Capítulo 9
Los ojos incandescentes de Lamieva nublaron el cielo arriba del Lauro. Me levanté del suelo y comencé a caminar hacia ella. Eran tres o cuatro pasos pero no llegaba nunca. Cada vez estaba más delgada y más desnuda y comenzaban a vérsele los huesos blancos a través de la piel y la luz que emanaba de sus ojos reflejaba en los huesos debajo de la piel y alumbraba el jardín sin necesidad de lámparas. Fue ella la que finalmente me alcanzó y me cogió de la mano y me llevó hasta la puerta. Extrañamente estaba abierta y pudimos hacer lo que nunca habíamos hecho: entrar por ella y no por los tejados. Era como o si realmente la casa de los Siena-Pombal fuera nuestra legítimamente. Para poseerla tenía que haber ardido la catedral y la ciudad completa haber sido destruida por las llamas. Me solté de Lamieva en cuanto cruzamos el umbral para echar los cerrojos. La ciudad tenía por todas partes almas en pena vagando. La gente normal de antes eran los monstruos entonces. Medio quemados, enloquecidos, desesperados, toda suerte de seres que conjuraban su horror destruyendo lo poco que quedaba, gentes hambrientas o demenciadas que ante el fin de todo sólo buscaban saciar sus peores instintos.
Entramos luego en la biblioteca y dejé mi gabán repleto de cajas de Oniria en el largo diván de cuero verde. Detrás vino ella, cerró los ojos y se hizo la oscuridad en la estancia. Me entró sueño de nuevo, noté sus manos cálidas en la penumbra que me llevaron a la cama. Hicimos el amor y sentí que lo hacía con sus huesos, con su esqueleto frágilmente unido, a punto de desarmarse. Era como si hubiese encontrado sus restos en medio del barro seco de la riada que se la llevó.

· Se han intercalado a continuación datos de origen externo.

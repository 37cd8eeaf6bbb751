//! Repository for products, wishes and sales.

use chrono::Utc;
use sqlx::SqlitePool;
use tracing::info;

use crate::entities::{CreateProductRequest, Product, SaleWithProduct};
use crate::types::{DatabaseError, DatabaseResult};

#[derive(Clone)]
pub struct ProductRepository {
    pool: SqlitePool,
}

impl ProductRepository {
    pub fn new(pool: SqlitePool) -> Self {
        Self { pool }
    }

    pub async fn create(&self, user_id: i64, request: &CreateProductRequest) -> DatabaseResult<Product> {
        let now = Utc::now().to_rfc3339();

        let result = sqlx::query(
            r#"
            INSERT INTO products (user_id, name, price, image, description, created_at, updated_at)
            VALUES (?, ?, ?, ?, ?, ?, ?)
            "#,
        )
        .bind(user_id)
        .bind(&request.name)
        .bind(request.price)
        .bind(request.image.as_deref())
        .bind(&request.description)
        .bind(&now)
        .bind(&now)
        .execute(&self.pool)
        .await?;

        let id = result.last_insert_rowid();
        info!(product_id = id, user_id, "product created");

        self.find_by_id(id)
            .await?
            .ok_or_else(|| DatabaseError::NotFound(format!("product {id}")))
    }

    pub async fn find_by_id(&self, id: i64) -> DatabaseResult<Option<Product>> {
        let product = sqlx::query_as::<_, Product>(
            "SELECT id, user_id, name, price, image, description, created_at, updated_at FROM products WHERE id = ?",
        )
        .bind(id)
        .fetch_optional(&self.pool)
        .await?;
        Ok(product)
    }

    /// Records a wish. Wishing twice for the same product is a no-op.
    pub async fn add_wish(&self, user_id: i64, product_id: i64) -> DatabaseResult<()> {
        sqlx::query(
            "INSERT OR IGNORE INTO wishes (user_id, product_id, created_at) VALUES (?, ?, ?)",
        )
        .bind(user_id)
        .bind(product_id)
        .bind(Utc::now().to_rfc3339())
        .execute(&self.pool)
        .await?;
        Ok(())
    }

    pub async fn record_sale(&self, user_id: i64, product_id: i64) -> DatabaseResult<i64> {
        let result = sqlx::query("INSERT INTO sales (user_id, product_id, created_at) VALUES (?, ?, ?)")
            .bind(user_id)
            .bind(product_id)
            .bind(Utc::now().to_rfc3339())
            .execute(&self.pool)
            .await?;
        Ok(result.last_insert_rowid())
    }

    /// Sales recorded for a user, newest first, with the wish count of each product.
    pub async fn sales_for_user(&self, user_id: i64) -> DatabaseResult<Vec<SaleWithProduct>> {
        let sales = sqlx::query_as::<_, SaleWithProduct>(
            r#"
            SELECT s.id, s.user_id, s.product_id, s.created_at,
                   p.name AS product_name, p.price AS product_price, p.image AS product_image,
                   p.description AS product_description, p.user_id AS product_user_id,
                   (SELECT COUNT(*) FROM wishes w WHERE w.product_id = p.id) AS wish_count
            FROM sales s
            JOIN products p ON p.id = s.product_id
            WHERE s.user_id = ?
            ORDER BY s.created_at DESC, s.id DESC
            "#,
        )
        .bind(user_id)
        .fetch_all(&self.pool)
        .await?;
        Ok(sales)
    }
}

Después de un tiempo sin medida desperté solo en el gran lecho matrimonial que don Hermógenes nunca inauguró pero que nosotros habíamos disfrutado como si no fuera a ver mañana. La luz grisácea del día, perpetuamente filtrada por la nube de humo instalada en la ciudad sin nombre, se coló entre las cortinas de pesado terciopelo. Noté humedad en el costado. La pequeña herida de bala del tiro que me pegó Lamieva me había comenzado a sangrar de nuevo y había dejado un reguero de apenas unos milímetros de ancho hasta los pies de la cama. Me levanté y lo seguí caminando. Llegaba hasta enfrente del Lauro, hasta el lugar donde caí dormido por las cápsulas de Oniria la primera vez.